SO BUDDHA'S DHARMA TALK on Vulture Peak includes no words. He holds up a flower and twirls it. This is his talk, his demonstration of suchness. Only Mahakashyapa understands. As Aitken Roshi points out in his commentary to the koan, the original Chinese literally says "Mahakashyapa's face cracked." As we would say, he cracked a smile. Mahakashyapa was sitting there in meditation on Vulture Peak, listening to the great teacher, trying to be serious, as everyone was, as we all are in this very serious world of suffering and trouble, and he sees the flower, just that, a flower. So wonderful, so marvelous! So simple. No words, no explanations, no tragedies, no dramas, just a flower. How odd and funny! Mahakashyapa cracked up.
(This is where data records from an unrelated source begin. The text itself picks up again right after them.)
//! Source acquisition: finds the export files in a folder and decodes them
//! into a [`mapas_recon::ReconInput`].

pub mod decode;
pub mod discover;
pub mod error;

pub use decode::read_file_as_utf8;
pub use discover::{discover_sources, locate_sources};
pub use error::IoError;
Life is so unlikely, so miraculous, so pathetic, so hilarious, so transcendent, and so unlike the way we think it is that you crack up when you see the absurdity of all our earnest efforts to push the river, plow the clouds, fix the unfixable, and understand the incomprehensible. A commentary to the koan says that Mahakashyapa and the Buddha smiled one smile: between them there was one smile. They had perfect accord, perfect harmony, perfect relationship, perfect trust. Essentially, there were not two of them. Probably if they had begun to discuss it, it wouldn't have been so perfect anymore. As soon as you come forth from this perfect center, problems begin. But once you experience things as they really are, free of your confusion about them even for just a moment, you don't forget about it. You have confidence that your life has a rightness and an integrity to it, despite your many mistakes and limitations. You don't have to be floored by your troubles. You can deal with the inevitable problems that arise, and you don't have to be so tripped up by your own blindness and confusion. "Only a buddha and a buddha" is all there ever is.
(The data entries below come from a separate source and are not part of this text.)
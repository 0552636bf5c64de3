//! In-memory views over the parsed source exports.
//!
//! A [`SourceTable`] keeps every CSV row as text. The header-mapped view
//! ([`SourceTable::records`]) treats row 0 as the header; the raw positional
//! view ([`SourceTable::raw_rows`]) makes no such assumption and includes it.
//! Joins go through a [`KeyIndex`] built once per pass.

use std::collections::HashMap;

use log::{debug, warn};

use crate::config::ColumnRef;
use crate::model::{ReconInput, SourceKind};
use crate::normalize::normalize;

#[derive(Debug, Clone, Default)]
pub struct SourceTable {
    rows: Vec<Vec<String>>,
    header_index: HashMap<String, usize>,
}

impl SourceTable {
    /// Parse decoded CSV text. Never fails: records the CSV reader rejects
    /// are skipped with a warning.
    pub fn parse(kind: SourceKind, text: &str) -> Self {
        let text = text.strip_prefix('\u{feff}').unwrap_or(text);
        let delimiter = sniff_delimiter(text);

        let mut reader = csv::ReaderBuilder::new()
            .delimiter(delimiter)
            .has_headers(false)
            .flexible(true)
            .from_reader(text.as_bytes());

        let mut rows = Vec::new();
        for (line, result) in reader.records().enumerate() {
            match result {
                Ok(record) => rows.push(record.iter().map(str::to_string).collect::<Vec<_>>()),
                Err(e) => warn!("{kind}: skipping record {}: {e}", line + 1),
            }
        }

        let mut header_index = HashMap::new();
        if let Some(header) = rows.first() {
            for (i, name) in header.iter().enumerate() {
                header_index.entry(name.trim().to_string()).or_insert(i);
            }
        }

        Self { rows, header_index }
    }

    pub fn is_empty(&self) -> bool {
        self.rows.is_empty()
    }

    /// Trimmed header names (row 0), empty for an empty table.
    pub fn headers(&self) -> Vec<&str> {
        self.rows
            .first()
            .map(|h| h.iter().map(|s| s.trim()).collect())
            .unwrap_or_default()
    }

    /// Header-mapped records: every row after the header.
    pub fn records(&self) -> impl Iterator<Item = Record<'_>> {
        self.rows.iter().skip(1).map(move |cells| Record { table: self, cells })
    }

    pub fn record_count(&self) -> usize {
        self.rows.len().saturating_sub(1)
    }

    /// Header-mapped record by position in [`SourceTable::records`].
    pub fn record(&self, index: usize) -> Option<Record<'_>> {
        self.rows
            .get(index + 1)
            .map(|cells| Record { table: self, cells })
    }

    /// All rows, header row included.
    pub fn raw_rows(&self) -> &[Vec<String>] {
        &self.rows
    }

    pub fn raw_row(&self, index: usize) -> Option<&[String]> {
        self.rows.get(index).map(Vec::as_slice)
    }

    /// Index header-mapped records by the normalized value of `candidates`.
    pub fn index_records(&self, candidates: &[ColumnRef]) -> KeyIndex {
        KeyIndex::build(
            self.records()
                .enumerate()
                .map(|(i, r)| (i, normalize(r.first(candidates).unwrap_or("")))),
        )
    }

    /// Index raw rows by the normalized value at `column`.
    pub fn index_raw(&self, column: usize) -> KeyIndex {
        KeyIndex::build(
            self.rows
                .iter()
                .enumerate()
                .map(|(i, row)| (i, normalize(row.get(column).map(String::as_str).unwrap_or("")))),
        )
    }
}

// ---------------------------------------------------------------------------
// Source set
// ---------------------------------------------------------------------------

/// The six tables of one pass. A source absent from the input is an empty table.
#[derive(Debug, Clone, Default)]
pub struct SourceSet {
    pub status: SourceTable,
    pub timing_log: SourceTable,
    pub driver_assignment: SourceTable,
    pub invoices: SourceTable,
    pub payment_confirmations: SourceTable,
    pub condition_lookup: SourceTable,
    /// Sources that were present in the input, in [`SourceKind::ALL`] order.
    pub loaded: Vec<SourceKind>,
}

impl SourceSet {
    pub fn from_input(input: &ReconInput) -> Self {
        let mut set = Self::default();
        for kind in SourceKind::ALL {
            let Some(text) = input.get(kind) else {
                continue;
            };
            let table = SourceTable::parse(kind, text);
            debug!("{kind}: {} rows, header {:?}", table.raw_rows().len(), table.headers());
            *set.table_mut(kind) = table;
            set.loaded.push(kind);
        }
        set
    }

    pub fn table(&self, kind: SourceKind) -> &SourceTable {
        match kind {
            SourceKind::Status => &self.status,
            SourceKind::TimingLog => &self.timing_log,
            SourceKind::DriverAssignment => &self.driver_assignment,
            SourceKind::Invoices => &self.invoices,
            SourceKind::PaymentConfirmations => &self.payment_confirmations,
            SourceKind::ConditionLookup => &self.condition_lookup,
        }
    }

    fn table_mut(&mut self, kind: SourceKind) -> &mut SourceTable {
        match kind {
            SourceKind::Status => &mut self.status,
            SourceKind::TimingLog => &mut self.timing_log,
            SourceKind::DriverAssignment => &mut self.driver_assignment,
            SourceKind::Invoices => &mut self.invoices,
            SourceKind::PaymentConfirmations => &mut self.payment_confirmations,
            SourceKind::ConditionLookup => &mut self.condition_lookup,
        }
    }
}

// ---------------------------------------------------------------------------
// Records
// ---------------------------------------------------------------------------

/// One data row addressed through the table's header.
#[derive(Debug, Clone, Copy)]
pub struct Record<'a> {
    table: &'a SourceTable,
    cells: &'a [String],
}

impl<'a> Record<'a> {
    /// Cell addressed by header or position, `None` when the column is absent.
    pub fn get(&self, column: &ColumnRef) -> Option<&'a str> {
        let idx = match column {
            ColumnRef::Position(i) => *i,
            ColumnRef::Header(name) => *self.table.header_index.get(name.as_str())?,
        };
        self.cells.get(idx).map(String::as_str)
    }

    /// First non-empty cell among `candidates`, in priority order.
    pub fn first(&self, candidates: &[ColumnRef]) -> Option<&'a str> {
        candidates
            .iter()
            .filter_map(|c| self.get(c))
            .find(|v| !v.is_empty())
    }
}

// ---------------------------------------------------------------------------
// Key index
// ---------------------------------------------------------------------------

/// Normalized key → row positions in source order. Empty keys are never
/// indexed, so they never join.
#[derive(Debug, Clone, Default)]
pub struct KeyIndex {
    positions: HashMap<String, Vec<usize>>,
}

impl KeyIndex {
    pub fn build(keys: impl IntoIterator<Item = (usize, String)>) -> Self {
        let mut positions: HashMap<String, Vec<usize>> = HashMap::new();
        for (i, key) in keys {
            if key.is_empty() {
                continue;
            }
            positions.entry(key).or_default().push(i);
        }
        Self { positions }
    }

    /// First row carrying `key`.
    pub fn first(&self, key: &str) -> Option<usize> {
        self.all(key).first().copied()
    }

    /// Every row carrying `key`, in source order.
    pub fn all(&self, key: &str) -> &[usize] {
        if key.is_empty() {
            return &[];
        }
        self.positions.get(key).map(Vec::as_slice).unwrap_or(&[])
    }

    pub fn len(&self) -> usize {
        self.positions.len()
    }

    pub fn is_empty(&self) -> bool {
        self.positions.is_empty()
    }
}

// ---------------------------------------------------------------------------
// Delimiter detection
// ---------------------------------------------------------------------------

/// Guess the delimiter of an export from its first ten non-blank lines.
///
/// Tab, `;`, `,` and `|` are tried in turn. A candidate must split the first
/// line into at least two fields; among those, the highest score wins, ties
/// going to the earlier candidate. Falls back to `,`.
pub fn sniff_delimiter(content: &str) -> u8 {
    let candidates: &[u8] = &[b'\t', b';', b',', b'|'];
    let lines: Vec<&str> = content.lines().filter(|l| !l.trim().is_empty()).take(10).collect();

    if lines.is_empty() {
        return b',';
    }

    let mut chosen = b',';
    let mut top_score = 0u64;

    for &delim in candidates {
        let widths: Vec<usize> = lines
            .iter()
            .map(|line| {
                csv::ReaderBuilder::new()
                    .delimiter(delim)
                    .has_headers(false)
                    .flexible(true)
                    .from_reader(line.as_bytes())
                    .records()
                    .next()
                    .and_then(|r| r.ok())
                    .map(|r| r.len())
                    .unwrap_or(1)
            })
            .collect();

        // A single field on the first line rules the candidate out
        if widths.first().copied().unwrap_or(0) <= 1 {
            continue;
        }

        // Lines with the first line's width, times that width
        let width = widths[0];
        let matching = widths.iter().filter(|&&w| w == width).count() as u64;
        let score = matching * width as u64;

        if score > top_score {
            top_score = score;
            chosen = delim;
        }
    }

    chosen
}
On what authority do we live our lives? We are always seeking legitimacy with our diplomas and licenses, our birth certificates and death certificates. We cede our authority as individuals to society's institutions—universities, churches, the state. But below the radar of all of this, we long for a deeper sense of authorization. This may be the fundamental bottom-line source of our unhappiness. We do not feel ourselves to be authors of our lives, and we need to be our own authors, our own authorities. We need to be authentic. We are willing to endure a lot of hardship, a lot of not getting what we want, in order to feel this sense of authority in our living. We can get a lot of honor and wealth and so on, but it won't mean much if we don't feel the depth of authority we desperately seek.
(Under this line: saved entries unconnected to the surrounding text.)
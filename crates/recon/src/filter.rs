//! Category filtering and free-text search over reconciled maps.

use chrono::NaiveDate;

use crate::aggregate::{belongs_to, DateStanding};
use crate::model::{Category, MapRecord};
use crate::normalize::format_local_date;

/// Maps in `category` that match `search`, in input order.
///
/// A category selects exactly the maps it counts. The search term is
/// uppercased and matched as a substring of the map id, driver, plate and of
/// each invoice's number, customer code and legal name. An empty or
/// whitespace-only term matches everything.
pub fn filter_maps<'a>(
    maps: &'a [MapRecord],
    category: Category,
    search: &str,
    today: NaiveDate,
) -> Vec<&'a MapRecord> {
    let today_label = format_local_date(today);
    let term = search.trim().to_uppercase();

    maps.iter()
        .filter(|m| belongs_to(category, m, DateStanding::of(m, today, &today_label)))
        .filter(|m| term.is_empty() || matches_search(m, &term))
        .collect()
}

/// `term` must already be uppercased.
pub fn matches_search(map: &MapRecord, term: &str) -> bool {
    map.id.contains(term)
        || map.driver.contains(term)
        || map.plate.contains(term)
        || map.invoices.iter().any(|i| {
            i.number.contains(term) || i.customer_code.contains(term) || i.legal_name.contains(term)
        })
}

#[cfg(test)]
mod tests {
    use super::*;
    use crate::model::{FinancialSummary, InvoiceCategory, InvoiceRecord, TimingLog};
    use crate::normalize::try_parse_local_date;

    fn today() -> NaiveDate {
        NaiveDate::from_ymd_opt(2026, 3, 10).unwrap()
    }

    fn map(id: &str, status: &str, issue: &str, driver: &str) -> MapRecord {
        MapRecord {
            id: id.into(),
            status: status.into(),
            total_value: "1,00".into(),
            issue_date_label: issue.into(),
            issue_date: try_parse_local_date(issue),
            driver: driver.into(),
            plate: "ABC1234".into(),
            timing: TimingLog::default(),
            financial: FinancialSummary::default(),
            invoices: vec![InvoiceRecord {
                number: format!("9{id}"),
                customer_code: "C77".into(),
                legal_name: format!("MERCADO {id}"),
                payment_condition: "PIX".into(),
                total_display: "1,00".into(),
                status_label: "PENDENTE".into(),
                category: InvoiceCategory::Pending,
            }],
            is_auto_reopened: false,
            is_pickup_only: false,
        }
    }

    fn fleet() -> Vec<MapRecord> {
        vec![
            map("100", "Aberto", "10/03/2026", "ANA"),
            map("200", "Liberado", "09/03/2026", "BRUNO"),
            map("300", "Aberto", "11/03/2026", "CARLA"),
        ]
    }

    fn ids(maps: Vec<&MapRecord>) -> Vec<&str> {
        maps.into_iter().map(|m| m.id.as_str()).collect()
    }

    #[test]
    fn category_selects_counted_maps() {
        let maps = fleet();
        assert_eq!(ids(filter_maps(&maps, Category::All, "", today())), ["100", "200"]);
        assert_eq!(ids(filter_maps(&maps, Category::Open, "", today())), ["100"]);
        assert_eq!(ids(filter_maps(&maps, Category::PriorDays, "", today())), ["200"]);
        assert_eq!(ids(filter_maps(&maps, Category::Future, "", today())), ["300"]);
    }

    #[test]
    fn search_is_case_insensitive_across_fields() {
        let maps = fleet();
        assert_eq!(ids(filter_maps(&maps, Category::All, "bru", today())), ["200"]);
        assert_eq!(ids(filter_maps(&maps, Category::All, "mercado 1", today())), ["100"]);
        assert_eq!(ids(filter_maps(&maps, Category::All, "9200", today())), ["200"]);
        assert_eq!(ids(filter_maps(&maps, Category::All, "c77", today())), ["100", "200"]);
        assert_eq!(ids(filter_maps(&maps, Category::All, "  ", today())), ["100", "200"]);
        assert!(filter_maps(&maps, Category::All, "zzz", today()).is_empty());
    }

    #[test]
    fn search_composes_with_category() {
        let maps = fleet();
        assert!(filter_maps(&maps, Category::Open, "bruno", today()).is_empty());
        assert_eq!(ids(filter_maps(&maps, Category::Future, "carla", today())), ["300"]);
    }
}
In this story we have an instance of the conferring of real authority, not by Buddha to Mahakashyapa, but between Buddha and Mahakashyapa—reality conferring authority on itself. Between them there is trust, the kind of trust that begins and ends with each of us recognizing the suchness of our existence and standing on that ground, coming out to meet another. So it's once again, as so many true things are, a paradox. Ultimate authority is non-authority. There isn't any authority that I possess or can get. There is just my life, and my willingness to see my life as it is, and to meet it, moment after moment. Unless I am willing to meet and be met, I have no authority at all.
The authority of suchness isn't something we can be given, or something we can have that someone else doesn't have. According to Mahayana tradition, the Buddha said when he was enlightened: How marvelous, everyone is enlightened! Everyone shares automatically in suchness. If it moves, it must be suchness. If it is, it is Buddha. So there's nothing special here, and nothing extra is needed. Buddha transmits the wonderful mind of nirvana to Mahakashyapa, but there's nothing to transmit. It's already transmitted. Life transmits life. Time transmits time. To think there's something extra to transmit, some secret understanding whispered to the initiated in the middle of the night, is to misunderstand and reduce what is transmitted. In Zen, people who receive dharma transmission know that there is nothing to transmit. In a way it's a joke, a kind of shell game; no wonder Mahakashyapa cracks up! Yet at the same time you have to transmit it. You have to hold up a flower. There really isn't a teacher and a student, and at the same time we have to have these relationships and all that goes with them. This is how we activate the One Great Causal Condition of compassion and love. And we must activate it; this is our human obligation, our role, our task, and our joy.
With formal dharma transmission comes a great responsibility. When in silence we twirl the flower in the Great Assembly, and someone smiles, and we smile back, we fulfill that responsibility. But as soon as we open our mouths and start doing things in the world, we for sure fall short of that responsibility. This is sad; I find it sad. Nevertheless, it is human to take up the responsibility. It is necessary. This is what we are all struggling with, what we are all working on.
Norman Fischer's last essay for this magazine was "Saved from Freezing" in the Spring 2005 issue. From 1995 to 2000 he was abbot of San Francisco Zen Center.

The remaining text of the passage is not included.